Authors note: this was originally going to be a technical specification, but I realised that the precise implementation is really not as interesting as the general concepts. If you are interested in the details, I suggest following the links and downloading the proof-of-concept code.

Introduction

This is a proposal born from many years frustration working with brain-dead CAD systems that seem to be designed with the vendor's interests in mind rather than the user's.

It's not just another open equivalent of an existing proprietary file format; this is a real attempt to draw on development methods and technologies pioneered in the world of Free Software, and apply them to the world of computer aided design and architecture.
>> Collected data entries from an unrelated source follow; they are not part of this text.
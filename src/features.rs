//! Premium feature gating.
//!
//! The gate holds no state of its own: whether a feature is unlocked is a pure
//! function of the catalogue and the current license status.
//!
//! # Configuration
//!
//! ```toml
//! [features]
//! premium = ["premium-feature", "aws-commands", "gcp-commands"]
//! ```

use std::collections::BTreeSet;

use serde::Serialize;

use crate::config::FeaturesConfig;
use crate::license::LicenseStatus;

/// One entry of the feature listing served to the UI.
#[derive(Debug, Clone, PartialEq, Eq, Serialize)]
pub struct FeatureState {
    pub id: String,
    pub unlocked: bool,
}

#[derive(Debug, Clone, Default)]
pub struct FeatureGate {
    premium: BTreeSet<String>,
}

impl FeatureGate {
    pub fn new<I, S>(premium: I) -> Self
    where
        I: IntoIterator<Item = S>,
        S: Into<String>,
    {
        Self {
            premium: premium.into_iter().map(Into::into).collect(),
        }
    }

    /// Premium feature ids, sorted.
    pub fn list_premium_features(&self) -> &BTreeSet<String> {
        &self.premium
    }

    pub fn is_premium(&self, feature: &str) -> bool {
        self.premium.contains(feature)
    }

    /// A premium feature is unlocked iff the license is active.
    ///
    /// Ids outside the catalogue are never unlocked by a license.
    pub fn is_unlocked(&self, feature: &str, status: Option<LicenseStatus>) -> bool {
        status == Some(LicenseStatus::Active) && self.is_premium(feature)
    }

    /// Features unlocked under `status`.
    pub fn unlocked_features(&self, status: Option<LicenseStatus>) -> Vec<String> {
        if status == Some(LicenseStatus::Active) {
            self.premium.iter().cloned().collect()
        } else {
            Vec::new()
        }
    }

    /// Every premium feature with its lock state under `status`.
    pub fn feature_states(&self, status: Option<LicenseStatus>) -> Vec<FeatureState> {
        self.premium
            .iter()
            .map(|id| FeatureState {
                id: id.clone(),
                unlocked: self.is_unlocked(id, status),
            })
            .collect()
    }
}

impl From<&FeaturesConfig> for FeatureGate {
    fn from(config: &FeaturesConfig) -> Self {
        FeatureGate::new(config.premium.iter().map(|f| f.trim().to_string()))
    }
}
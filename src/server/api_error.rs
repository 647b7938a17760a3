//! Standardized API error responses for the license endpoints.
//!
//! # Response Format
//!
//! All error responses follow this JSON structure, so the UI can always tell
//! a rejected request from an unreachable server:
//!
//! ```json
//! {
//!   "success": false,
//!   "error": {
//!     "code": "LICENSE_EXPIRED",
//!     "message": "License has expired",
//!     "details": { "reason": "expired" }
//!   }
//! }
//! ```
//!
//! The `details` field is optional and may contain additional context.

use axum::{
    extract::{rejection::JsonRejection, FromRequest},
    http::StatusCode,
    response::{IntoResponse, Response},
    Json,
};
use serde::{Deserialize, Serialize};

use crate::errors::{InvalidReason, LicenseError};

/// Machine-readable error codes for API responses.
///
/// These codes are stable and can be used by clients for programmatic error handling.
#[derive(Debug, Clone, Copy, PartialEq, Eq, Serialize, Deserialize)]
#[serde(rename_all = "SCREAMING_SNAKE_CASE")]
pub enum ErrorCode {
    // === Input Errors (400) ===
    /// Email or day count failed validation
    InvalidInput,
    /// Request body is not valid JSON or is missing fields
    InvalidRequest,
    /// License key does not match the key grammar
    LicenseMalformed,

    // === License State Errors (4xx) ===
    /// License key was never issued
    LicenseNotFound,
    /// License has expired
    LicenseExpired,
    /// License has been revoked
    LicenseRevoked,
    /// License belongs to a different email address
    EmailMismatch,
    /// Deactivation requested with nothing active
    NoActiveLicense,

    // === Routing and Throttling ===
    /// No endpoint at this path
    RouteNotFound,
    /// Endpoint exists but not for this HTTP method
    MethodNotAllowed,
    /// Too many requests from this client
    RateLimited,

    // === Server Errors (5xx) ===
    /// Store operation failed
    DatabaseError,
    /// Server configuration error
    ConfigError,
    /// Unexpected internal server error
    InternalError,
}

impl ErrorCode {
    /// Returns the HTTP status code for this error code.
    pub fn status_code(&self) -> StatusCode {
        match self {
            ErrorCode::InvalidInput | ErrorCode::InvalidRequest | ErrorCode::LicenseMalformed => {
                StatusCode::BAD_REQUEST
            }
            ErrorCode::LicenseExpired | ErrorCode::LicenseRevoked | ErrorCode::EmailMismatch => {
                StatusCode::FORBIDDEN
            }
            ErrorCode::LicenseNotFound | ErrorCode::RouteNotFound => StatusCode::NOT_FOUND,
            ErrorCode::NoActiveLicense => StatusCode::CONFLICT,
            ErrorCode::MethodNotAllowed => StatusCode::METHOD_NOT_ALLOWED,
            ErrorCode::RateLimited => StatusCode::TOO_MANY_REQUESTS,
            ErrorCode::DatabaseError | ErrorCode::ConfigError | ErrorCode::InternalError => {
                StatusCode::INTERNAL_SERVER_ERROR
            }
        }
    }

    /// Returns a default human-readable message for this error code.
    pub fn default_message(&self) -> &'static str {
        match self {
            ErrorCode::InvalidInput => "Request contains invalid values",
            ErrorCode::InvalidRequest => "Request payload is invalid",
            ErrorCode::LicenseMalformed => "License key format is invalid",
            ErrorCode::LicenseNotFound => "The requested license does not exist",
            ErrorCode::LicenseExpired => "License has expired",
            ErrorCode::LicenseRevoked => "License has been revoked",
            ErrorCode::EmailMismatch => "License is registered to a different email address",
            ErrorCode::NoActiveLicense => "No license is currently active",
            ErrorCode::RouteNotFound => "No such endpoint",
            ErrorCode::MethodNotAllowed => "Method not allowed for this endpoint",
            ErrorCode::RateLimited => "Too many requests",
            ErrorCode::DatabaseError => "Database operation failed",
            ErrorCode::ConfigError => "Server configuration error",
            ErrorCode::InternalError => "An unexpected error occurred",
        }
    }
}

impl From<InvalidReason> for ErrorCode {
    fn from(reason: InvalidReason) -> Self {
        match reason {
            InvalidReason::Malformed => ErrorCode::LicenseMalformed,
            InvalidReason::NotFound => ErrorCode::LicenseNotFound,
            InvalidReason::Expired => ErrorCode::LicenseExpired,
            InvalidReason::Revoked => ErrorCode::LicenseRevoked,
            InvalidReason::EmailMismatch => ErrorCode::EmailMismatch,
        }
    }
}

/// The inner error object containing code, message, and optional details.
#[derive(Debug, Clone, Serialize, Deserialize)]
pub struct ErrorBody {
    pub code: ErrorCode,
    pub message: String,
    #[serde(skip_serializing_if = "Option::is_none")]
    pub details: Option<serde_json::Value>,
}

/// Standardized API error response.
#[derive(Debug, Clone, Serialize, Deserialize)]
pub struct ApiError {
    /// Always `false`; mirrors the `success` flag of successful responses
    pub success: bool,
    pub error: ErrorBody,
}

impl ApiError {
    /// Creates a new API error with the default message for `code`.
    pub fn new(code: ErrorCode) -> Self {
        Self::with_message(code, code.default_message())
    }

    pub fn with_message(code: ErrorCode, message: impl Into<String>) -> Self {
        Self {
            success: false,
            error: ErrorBody {
                code,
                message: message.into(),
                details: None,
            },
        }
    }

    /// Adds details to an existing error.
    pub fn details(mut self, details: serde_json::Value) -> Self {
        self.error.details = Some(details);
        self
    }

    pub fn status_code(&self) -> StatusCode {
        self.error.code.status_code()
    }

    pub fn license_not_found_key(key: &str) -> Self {
        Self::with_message(
            ErrorCode::LicenseNotFound,
            format!("License '{}' not found", key),
        )
    }
}

impl IntoResponse for ApiError {
    fn into_response(self) -> Response {
        let status = self.status_code();
        (status, Json(self)).into_response()
    }
}

impl std::fmt::Display for ApiError {
    fn fmt(&self, f: &mut std::fmt::Formatter<'_>) -> std::fmt::Result {
        write!(f, "{:?}: {}", self.error.code, self.error.message)
    }
}

impl std::error::Error for ApiError {}

impl From<LicenseError> for ApiError {
    fn from(err: LicenseError) -> Self {
        match err {
            LicenseError::InvalidInput(msg) => ApiError::with_message(ErrorCode::InvalidInput, msg),
            LicenseError::InvalidLicense(reason) => {
                ApiError::new(reason.into()).details(serde_json::json!({ "reason": reason }))
            }
            LicenseError::NoActiveLicense => ApiError::new(ErrorCode::NoActiveLicense),
            LicenseError::NotFound(key) => ApiError::license_not_found_key(&key),
            LicenseError::ConfigError(msg) => ApiError::with_message(ErrorCode::ConfigError, msg),
            // Storage details are logged where they happen, not sent to clients.
            LicenseError::StorageError(_) => ApiError::new(ErrorCode::DatabaseError),
            LicenseError::ServerError(_) => ApiError::new(ErrorCode::InternalError),
        }
    }
}

impl From<JsonRejection> for ApiError {
    fn from(rejection: JsonRejection) -> Self {
        ApiError::with_message(ErrorCode::InvalidRequest, rejection.body_text())
    }
}

/// JSON extractor whose rejections use the [`ApiError`] envelope.
#[derive(Debug, FromRequest)]
#[from_request(via(Json), rejection(ApiError))]
pub struct ApiJson<T>(pub T);

#[cfg(test)]
mod tests {
    use super::*;

    #[test]
    fn error_code_status_mapping() {
        assert_eq!(ErrorCode::LicenseNotFound.status_code(), StatusCode::NOT_FOUND);
        assert_eq!(ErrorCode::InvalidInput.status_code(), StatusCode::BAD_REQUEST);
        assert_eq!(ErrorCode::LicenseMalformed.status_code(), StatusCode::BAD_REQUEST);
        assert_eq!(ErrorCode::LicenseExpired.status_code(), StatusCode::FORBIDDEN);
        assert_eq!(ErrorCode::NoActiveLicense.status_code(), StatusCode::CONFLICT);
        assert_eq!(ErrorCode::RouteNotFound.status_code(), StatusCode::NOT_FOUND);
        assert_eq!(
            ErrorCode::MethodNotAllowed.status_code(),
            StatusCode::METHOD_NOT_ALLOWED
        );
        assert_eq!(
            ErrorCode::RateLimited.status_code(),
            StatusCode::TOO_MANY_REQUESTS
        );
        assert_eq!(
            ErrorCode::DatabaseError.status_code(),
            StatusCode::INTERNAL_SERVER_ERROR
        );
    }

    #[test]
    fn invalid_license_carries_reason() {
        let api_err: ApiError = LicenseError::InvalidLicense(InvalidReason::Revoked).into();
        let json = serde_json::to_value(&api_err).unwrap();
        assert_eq!(json["success"], false);
        assert_eq!(json["error"]["code"], "LICENSE_REVOKED");
        assert_eq!(json["error"]["details"]["reason"], "revoked");
    }

    #[test]
    fn storage_errors_hide_details() {
        let api_err: ApiError =
            LicenseError::StorageError("disk I/O error at /secret/path".to_string()).into();
        assert_eq!(api_err.error.code, ErrorCode::DatabaseError);
        assert!(!api_err.error.message.contains("/secret/path"));
    }

    #[test]
    fn details_are_omitted_when_absent() {
        let json = serde_json::to_string(&ApiError::new(ErrorCode::NoActiveLicense)).unwrap();
        assert!(json.contains("NO_ACTIVE_LICENSE"));
        assert!(!json.contains("details"));
    }
}
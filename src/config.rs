//! Configuration system for the APEX license service.
//!
//! Configuration is loaded from multiple sources with the following precedence:
//! 1. Environment variables (highest priority)
//! 2. `config.toml` file
//! 3. Default values (lowest priority)
//!
//! # Environment Variables
//!
//! - `APEX_SERVER_HOST` - Server bind address
//! - `APEX_SERVER_PORT` - Server port
//! - `APEX_DATABASE_TYPE` - Store backend (`sqlite` or `memory`)
//! - `APEX_DATABASE_URL` - SQLite connection URL
//! - `APEX_LICENSE_KEY_PREFIX` - License key prefix
//! - `APEX_MAX_TRIAL_DAYS` - Longest trial that may be issued
//! - `APEX_LOGGING_ENABLED` - Enable the tracing subscriber
//! - `APEX_LOG_LEVEL` - Log level (trace, debug, info, warn, error)
//! - `APEX_RATE_LIMIT_ENABLED` - Enable per-IP rate limiting (requires `rate-limiting` feature)

use config::Config;
use serde::Deserialize;
use std::env;
use std::path::PathBuf;
use std::sync::OnceLock;

use crate::errors::{LicenseError, LicenseResult};

/// Global configuration singleton.
static CONFIG: OnceLock<ApexConfig> = OnceLock::new();

const DEFAULT_PREMIUM_FEATURES: [&str; 5] = [
    "premium-feature",
    "aws-commands",
    "gcp-commands",
    "prod-environment",
    "command-history",
];

/// Root configuration structure.
#[derive(Debug, Clone, Default, Deserialize)]
#[serde(default)]
pub struct ApexConfig {
    pub server: ServerConfig,
    pub license: LicenseConfig,
    pub database: DatabaseConfig,
    pub logging: LoggingConfig,
    pub features: FeaturesConfig,
    pub rate_limit: RateLimitConfig,
}

/// Server configuration.
#[derive(Debug, Clone, Deserialize)]
#[serde(default)]
pub struct ServerConfig {
    /// Host address to bind to
    pub host: String,
    /// Port to listen on
    pub port: u16,
}

impl Default for ServerConfig {
    fn default() -> Self {
        Self {
            host: "127.0.0.1".to_string(),
            port: 8000,
        }
    }
}

/// License key and issuance configuration.
#[derive(Debug, Clone, Deserialize)]
#[serde(default)]
pub struct LicenseConfig {
    /// Prefix for generated license keys (e.g., "WARP" -> "WARP-XXXX-XXXX-XXXX-XXXX")
    pub key_prefix: String,
    /// Number of segments in the license key
    pub key_segments: u8,
    /// Characters per segment
    pub key_segment_length: u8,
    /// Longest trial (in days) the issuer accepts
    pub max_trial_days: i64,
    /// Attempts at finding an unused key before giving up
    pub key_generation_retries: u32,
}

impl Default for LicenseConfig {
    fn default() -> Self {
        Self {
            key_prefix: "WARP".to_string(),
            key_segments: 4,
            key_segment_length: 4,
            max_trial_days: 365,
            key_generation_retries: 10,
        }
    }
}

/// Store configuration.
#[derive(Debug, Clone, Deserialize)]
#[serde(default)]
pub struct DatabaseConfig {
    /// Store backend: "sqlite" or "memory"
    pub db_type: String,
    /// SQLite connection URL. Empty means `<data dir>/apex/license.db`.
    pub sqlite_url: String,
}

impl Default for DatabaseConfig {
    fn default() -> Self {
        Self {
            db_type: "sqlite".to_string(),
            sqlite_url: String::new(),
        }
    }
}

impl DatabaseConfig {
    /// The SQLite URL to connect to, falling back to the platform data directory.
    ///
    /// - Windows: `%APPDATA%\apex\license.db`
    /// - macOS: `~/Library/Application Support/apex/license.db`
    /// - Linux: `~/.local/share/apex/license.db`
    pub fn resolved_sqlite_url(&self) -> String {
        if !self.sqlite_url.is_empty() {
            return self.sqlite_url.clone();
        }

        match Self::default_sqlite_path() {
            Some(path) => format!("sqlite://{}?mode=rwc", path.display()),
            None => "sqlite://apex_license.db?mode=rwc".to_string(),
        }
    }

    /// Platform location of the license database, if a data directory exists.
    pub fn default_sqlite_path() -> Option<PathBuf> {
        dirs::data_dir().map(|dir| dir.join("apex").join("license.db"))
    }
}

/// Logging configuration.
#[derive(Debug, Clone, Deserialize)]
#[serde(default)]
pub struct LoggingConfig {
    /// Enable logging
    pub enabled: bool,
    /// Log level: trace, debug, info, warn, error
    pub level: String,
}

impl Default for LoggingConfig {
    fn default() -> Self {
        Self {
            enabled: true,
            level: "info".to_string(),
        }
    }
}

/// Premium feature catalogue.
#[derive(Debug, Clone, Deserialize)]
#[serde(default)]
pub struct FeaturesConfig {
    /// Feature ids unlocked by an active license
    pub premium: Vec<String>,
}

impl Default for FeaturesConfig {
    fn default() -> Self {
        Self {
            premium: DEFAULT_PREMIUM_FEATURES
                .iter()
                .map(|f| f.to_string())
                .collect(),
        }
    }
}

/// Per-IP rate limits for the public license endpoints.
///
/// Only consulted when the `rate-limiting` feature is compiled in.
#[derive(Debug, Clone, Deserialize)]
#[serde(default)]
pub struct RateLimitConfig {
    pub enabled: bool,
    /// `/api/license/generate-trial` requests per minute
    pub trial_rpm: u32,
    /// `/api/license/activate` requests per minute
    pub activate_rpm: u32,
    /// Requests allowed above the steady rate in a short burst
    pub burst_size: u32,
}

impl Default for RateLimitConfig {
    fn default() -> Self {
        Self {
            enabled: false,
            trial_rpm: 10,
            activate_rpm: 30,
            burst_size: 5,
        }
    }
}

fn config_err(e: config::ConfigError) -> LicenseError {
    LicenseError::ConfigError(e.to_string())
}

fn env_parsed<T: std::str::FromStr>(name: &str) -> Option<T> {
    env::var(name).ok().and_then(|v| v.parse::<T>().ok())
}

impl ApexConfig {
    /// Load configuration from file and environment.
    ///
    /// Configuration is loaded in this order (later sources override earlier):
    /// 1. Default values
    /// 2. `config.toml` file (optional)
    /// 3. Environment variables
    pub fn load() -> LicenseResult<Self> {
        let defaults = ApexConfig::default();

        let builder = Config::builder()
            .set_default("server.host", defaults.server.host)
            .map_err(config_err)?
            .set_default("server.port", i64::from(defaults.server.port))
            .map_err(config_err)?
            .set_default("license.key_prefix", defaults.license.key_prefix)
            .map_err(config_err)?
            .set_default("license.key_segments", i64::from(defaults.license.key_segments))
            .map_err(config_err)?
            .set_default(
                "license.key_segment_length",
                i64::from(defaults.license.key_segment_length),
            )
            .map_err(config_err)?
            .set_default("license.max_trial_days", defaults.license.max_trial_days)
            .map_err(config_err)?
            .set_default(
                "license.key_generation_retries",
                i64::from(defaults.license.key_generation_retries),
            )
            .map_err(config_err)?
            .set_default("database.db_type", defaults.database.db_type)
            .map_err(config_err)?
            .set_default("database.sqlite_url", defaults.database.sqlite_url)
            .map_err(config_err)?
            .set_default("logging.enabled", defaults.logging.enabled)
            .map_err(config_err)?
            .set_default("logging.level", defaults.logging.level)
            .map_err(config_err)?
            .set_default("features.premium", defaults.features.premium)
            .map_err(config_err)?
            .set_default("rate_limit.enabled", defaults.rate_limit.enabled)
            .map_err(config_err)?
            .set_default("rate_limit.trial_rpm", i64::from(defaults.rate_limit.trial_rpm))
            .map_err(config_err)?
            .set_default(
                "rate_limit.activate_rpm",
                i64::from(defaults.rate_limit.activate_rpm),
            )
            .map_err(config_err)?
            .set_default("rate_limit.burst_size", i64::from(defaults.rate_limit.burst_size))
            .map_err(config_err)?
            // Load from config.toml (optional)
            .add_source(config::File::with_name("config").required(false))
            // Override with environment variables
            .set_override_option("server.host", env::var("APEX_SERVER_HOST").ok())
            .map_err(config_err)?
            .set_override_option("server.port", env_parsed::<i64>("APEX_SERVER_PORT"))
            .map_err(config_err)?
            .set_override_option("database.db_type", env::var("APEX_DATABASE_TYPE").ok())
            .map_err(config_err)?
            .set_override_option("database.sqlite_url", env::var("APEX_DATABASE_URL").ok())
            .map_err(config_err)?
            .set_override_option(
                "license.key_prefix",
                env::var("APEX_LICENSE_KEY_PREFIX").ok(),
            )
            .map_err(config_err)?
            .set_override_option(
                "license.max_trial_days",
                env_parsed::<i64>("APEX_MAX_TRIAL_DAYS"),
            )
            .map_err(config_err)?
            .set_override_option(
                "logging.enabled",
                env_parsed::<bool>("APEX_LOGGING_ENABLED"),
            )
            .map_err(config_err)?
            .set_override_option("logging.level", env::var("APEX_LOG_LEVEL").ok())
            .map_err(config_err)?
            .set_override_option(
                "rate_limit.enabled",
                env_parsed::<bool>("APEX_RATE_LIMIT_ENABLED"),
            )
            .map_err(config_err)?;

        let settings = builder
            .build()
            .map_err(|e| LicenseError::ConfigError(format!("failed to build config: {e}")))?;

        settings
            .try_deserialize()
            .map_err(|e| LicenseError::ConfigError(format!("failed to deserialize config: {e}")))
    }

    /// Validate the configuration.
    pub fn validate(&self) -> LicenseResult<()> {
        if self.server.port == 0 {
            return Err(LicenseError::ConfigError(
                "server.port must be greater than 0".to_string(),
            ));
        }

        match self.database.db_type.as_str() {
            "sqlite" | "memory" => {}
            other => {
                return Err(LicenseError::ConfigError(format!(
                    "database.db_type must be 'sqlite' or 'memory', got '{other}'"
                )));
            }
        }

        if self.license.key_prefix.is_empty() || self.license.key_prefix.contains('-') {
            return Err(LicenseError::ConfigError(
                "license.key_prefix must be non-empty and must not contain '-'".to_string(),
            ));
        }
        if self.license.key_segments == 0 || self.license.key_segment_length == 0 {
            return Err(LicenseError::ConfigError(
                "license.key_segments and license.key_segment_length must be greater than 0"
                    .to_string(),
            ));
        }
        // One payload character plus the check character at minimum.
        if u32::from(self.license.key_segments) * u32::from(self.license.key_segment_length) < 2 {
            return Err(LicenseError::ConfigError(
                "license keys need at least 2 characters across all segments".to_string(),
            ));
        }
        if self.license.max_trial_days <= 0 {
            return Err(LicenseError::ConfigError(
                "license.max_trial_days must be greater than 0".to_string(),
            ));
        }
        if self.license.key_generation_retries == 0 {
            return Err(LicenseError::ConfigError(
                "license.key_generation_retries must be greater than 0".to_string(),
            ));
        }

        match self.logging.level.to_lowercase().as_str() {
            "trace" | "debug" | "info" | "warn" | "error" => {}
            other => {
                return Err(LicenseError::ConfigError(format!(
                    "logging.level must be one of: trace, debug, info, warn, error. Got '{other}'"
                )));
            }
        }

        if self.features.premium.iter().any(|f| f.trim().is_empty()) {
            return Err(LicenseError::ConfigError(
                "features.premium cannot contain empty feature ids".to_string(),
            ));
        }

        if self.rate_limit.enabled
            && (self.rate_limit.trial_rpm == 0
                || self.rate_limit.activate_rpm == 0
                || self.rate_limit.burst_size == 0)
        {
            return Err(LicenseError::ConfigError(
                "rate_limit values must be greater than 0 when rate limiting is enabled"
                    .to_string(),
            ));
        }

        Ok(())
    }
}

/// Get the global configuration.
///
/// This loads the configuration on first access and caches it.
/// Returns an error if configuration loading or validation fails.
pub fn get_config() -> LicenseResult<&'static ApexConfig> {
    if let Some(config) = CONFIG.get() {
        return Ok(config);
    }

    let config = ApexConfig::load()?;
    config.validate()?;

    // Another thread may have won the race; either value is equally valid.
    Ok(CONFIG.get_or_init(|| config))
}

#[cfg(test)]
mod tests {
    use super::*;

    #[test]
    fn defaults_are_valid() {
        assert!(ApexConfig::default().validate().is_ok());
    }

    #[test]
    fn rejects_unknown_db_type() {
        let mut config = ApexConfig::default();
        config.database.db_type = "postgres".to_string();
        assert!(matches!(
            config.validate(),
            Err(LicenseError::ConfigError(_))
        ));
    }

    #[test]
    fn rejects_prefix_with_separator() {
        let mut config = ApexConfig::default();
        config.license.key_prefix = "AP-EX".to_string();
        assert!(config.validate().is_err());
    }

    #[test]
    fn rejects_single_character_keys() {
        let mut config = ApexConfig::default();
        config.license.key_segments = 1;
        config.license.key_segment_length = 1;
        assert!(config.validate().is_err());
    }

    #[test]
    fn rate_limits_checked_only_when_enabled() {
        let mut config = ApexConfig::default();
        config.rate_limit.trial_rpm = 0;
        assert!(config.validate().is_ok());

        config.rate_limit.enabled = true;
        assert!(config.validate().is_err());
    }

    #[test]
    fn explicit_sqlite_url_wins() {
        let config = DatabaseConfig {
            db_type: "sqlite".to_string(),
            sqlite_url: "sqlite::memory:".to_string(),
        };
        assert_eq!(config.resolved_sqlite_url(), "sqlite::memory:");
    }

    #[test]
    fn default_premium_catalogue_contains_premium_feature() {
        let config = FeaturesConfig::default();
        assert!(config.premium.iter().any(|f| f == "premium-feature"));
    }
}
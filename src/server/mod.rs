// src/server/mod.rs

//! HTTP surface for the license service.
//!
//! This module contains:
//! - `handlers`    → Axum HTTP handlers for the license endpoints
//! - `routes`      → Router builder
//! - `api_error`   → JSON error envelope and extractor
//! - `logging`     → Request logging middleware
//! - `rate_limit`  → Rate limiting middleware (requires `rate-limiting` feature)

pub mod api_error;
pub mod handlers;
pub mod logging;
pub mod routes;

#[cfg(feature = "rate-limiting")]
pub mod rate_limit;

pub use api_error::{ApiError, ApiJson, ErrorCode};
pub use handlers::{
    activate_license_handler, deactivate_license_handler, features_handler,
    generate_trial_handler, health_handler, license_status_handler, method_not_allowed_envelope,
    route_not_found_handler, validate_license_handler, ActivateRequest, ActivationResponse,
    AppState, FeaturesResponse, GenerateTrialRequest, GenerateTrialResponse, HealthResponse,
    ValidateRequest,
};
pub use routes::build_router;

#[cfg(feature = "admin-api")]
pub use handlers::{revoke_license_handler, RevokeRequest, RevokeResponse};

#[cfg(feature = "rate-limiting")]
pub use rate_limit::{
    create_rate_limiter, rate_limit_error_response, RateLimitType, SmartIpKeyExtractor,
};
I think that this proposal has tangible advantages over traditional approaches to computer aided design information, enough to make a real difference to the working practises of designers.

In essence, I want to be able to use the same techniques for designing buildings and managing CAD data that I use for software development. To do this, monolithic do-it-all file formats need to be abandoned in favour of a distributed collection of smaller, simpler files.

The guiding principle is that: If it can be a separate file, then that's what it should be.

This deconstruction process opens up a lot of possibilities, and quickly leads to the emergence of a whole series of features that were previously impractical or that had to be achieved with complex software solutions.

All this can be demonstrated with real code. You can download the “Draft” proof of concept application used to illustrate this document. This has now been updated to use a simpler Gui toolkit; it has a zooming and panning 2d display, but only supports two kinds of objects and one action – Editing is simply implemented by clicking and dragging to move.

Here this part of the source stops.